Cytomegalovirus is the most common cause of blindness in people who have HIV.
Dr Linda Visser, the academic head of the Department of Ophthalmology at the University of KwaZulu-Natal, has been treating eye conditions in HIV-positive people since 1999.
She says Aids-related cytomegalovirus retinitis affects the retina, the neural tissue of the eye. If the tissue is damaged, it cannot be re-generated. However, if the part of the retina that is responsible for vision is not affected, the condition can be treated.
"They get necrosis of the retina, which is the white area. And the macular is the centre of the retina and once your macular has become necrotic, you cannot see. There's nothing one can do to bring it back. Luckily, not in all patients will the centre of the retina be involved. Sometimes it's on the periphery. Then, we can treat it," News24 quoted her as saying.
According to Dr Visser, about 75 percent of HIV-infected people will experience some form of eye problem, while about 10 percent will go totally blind in one or both eyes.
She said blindness in immune-compromised people, such as HIV-patients, is most commonly caused by a viral infection called cytomegalovirus, which normally thrives on a weakened immune system.
"It is actually only seen in patients who are in immune-compromised. We never see it in immune-competent patients.
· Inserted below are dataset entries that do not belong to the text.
//! Instance materialization
//!
//! Builds the runtime half of the graph: a component-instance vertex per
//! spec in the import tree, a fresh state machine per instance, one
//! WAITING state edge per task/data node, and aliased `uses_import` edges
//! mirroring the spec's import graph. Materialization performs no
//! execution and publishes nothing.

use std::collections::VecDeque;
use std::sync::Arc;

use chrono::Utc;
use serde_json::json;

use crate::application::resolution::find_component_vertex;
use crate::domain::component_spec::{ComponentHash, NodeKind};
use crate::domain::graph::{require_str, GraphStore, PropertyMap, VertexId};
use crate::domain::instance::{
    ChildInstance, EdgeStatus, InstanceId, MachineState, MaterializedInstance, StateMachineId,
};
use crate::domain::schema::{edges, has_label, labels, props, tracks_label};
use crate::CoreError;

/// Service that materializes component instance trees
pub struct InstanceMaterializer {
    graph: Arc<dyn GraphStore>,
}

impl InstanceMaterializer {
    /// Create a new materializer
    pub fn new(graph: Arc<dyn GraphStore>) -> Self {
        Self { graph }
    }

    /// Materialize an instance of the spec behind `component_hash`
    ///
    /// The whole import sub-tree is created in this one operation and
    /// never changes shape afterwards. Callers must invoke this at most
    /// once per logical run: there is deliberately no existence guard for
    /// `instance_id`, and a duplicate call would materialize a second
    /// structure (registration, by contrast, does guard by hash).
    pub async fn create(
        &self,
        component_hash: &ComponentHash,
        instance_id: InstanceId,
    ) -> Result<MaterializedInstance, CoreError> {
        let component = find_component_vertex(self.graph.as_ref(), component_hash)
            .await?
            .ok_or_else(|| CoreError::ComponentNotFound(component_hash.0.clone()))?;

        let mut direct_children = Vec::new();
        let mut root_vertex = None;

        // Breadth-first over the import tree; each entry carries its
        // parent instance vertex and alias, None for the root.
        let mut queue: VecDeque<(VertexId, InstanceId, Option<(VertexId, String)>)> =
            VecDeque::from([(component, instance_id.clone(), None)]);

        while let Some((spec, id, parent)) = queue.pop_front() {
            let spec_map = self.graph.vertex_value_map(spec, &[props::HASH]).await?;
            let spec_hash = ComponentHash(require_str(&spec_map, props::HASH)?);

            let instance = self.materialize_one(spec, &id, &spec_hash).await?;
            if parent.is_none() {
                root_vertex = Some(instance);
            }

            if let Some((parent_instance, alias)) = parent {
                self.graph
                    .add_edge(
                        edges::USES_IMPORT,
                        parent_instance,
                        instance,
                        property_map(&[(props::ALIAS, json!(alias))]),
                    )
                    .await?;
                if Some(parent_instance) == root_vertex {
                    direct_children.push(ChildInstance {
                        alias,
                        instance_id: id.clone(),
                        component_hash: spec_hash.clone(),
                    });
                }
            }

            for import_edge in self.graph.out_edges(spec, edges::IMPORTS).await? {
                let map = self
                    .graph
                    .edge_value_map(import_edge, &[props::ALIAS])
                    .await?;
                let alias = require_str(&map, props::ALIAS)?;
                let (_, imported) = self.graph.edge_endpoints(import_edge).await?;
                queue.push_back((imported, InstanceId::generate(), Some((instance, alias))));
            }
        }

        tracing::info!(
            instance_id = %instance_id,
            component = %component_hash,
            children = direct_children.len(),
            "Component instance materialized"
        );

        Ok(MaterializedInstance {
            instance_id,
            component_hash: component_hash.clone(),
            children: direct_children,
        })
    }

    /// Create one instance vertex with its machine and WAITING state edges
    async fn materialize_one(
        &self,
        spec: VertexId,
        id: &InstanceId,
        spec_hash: &ComponentHash,
    ) -> Result<VertexId, CoreError> {
        let now = Utc::now().to_rfc3339();

        let instance = self
            .graph
            .add_vertex(
                labels::COMPONENT_INSTANCE,
                property_map(&[
                    (props::INSTANCE_ID, json!(id.0)),
                    (props::COMPONENT_HASH, json!(spec_hash.0)),
                    (props::CREATED_AT, json!(now)),
                ]),
            )
            .await?;
        self.graph
            .add_edge(edges::INSTANCE_OF, instance, spec, PropertyMap::new())
            .await?;

        let machine = self
            .graph
            .add_vertex(
                labels::STATE_MACHINE,
                property_map(&[
                    (props::MACHINE_ID, json!(StateMachineId::generate().0)),
                    (props::STATE, json!(MachineState::Created.as_str())),
                    (props::UPDATED_AT, json!(now)),
                ]),
            )
            .await?;
        self.graph
            .add_edge(edges::HAS_STATE_MACHINE, instance, machine, PropertyMap::new())
            .await?;

        // One WAITING state edge per task/data node; deferred nodes get
        // none (they are dependency anchors, not executable work).
        for kind in [NodeKind::Task, NodeKind::Data] {
            for node in self.graph.out(spec, has_label(kind)).await? {
                self.graph
                    .add_edge(
                        tracks_label(kind),
                        machine,
                        node,
                        property_map(&[
                            (props::STATUS, json!(EdgeStatus::Waiting.as_str())),
                            (props::RESULT, serde_json::Value::Null),
                        ]),
                    )
                    .await?;
            }
        }

        Ok(instance)
    }
}

fn property_map(pairs: &[(&str, serde_json::Value)]) -> PropertyMap {
    pairs
        .iter()
        .map(|(k, v)| (k.to_string(), v.clone()))
        .collect()
}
And because in our set-up, HIV is the most common cause for immune suppression, we see it probably 95 percent or even more in HIV-positive patients. But I have seen it in patients who have had transplants and I have seen it in patients with leukaemia and other cancers," she said.
She stated that in HIV-infected people, the infection manifests when they've left their condition for too long without having it treated and their CD 4 counts have fallen to dangerous levels.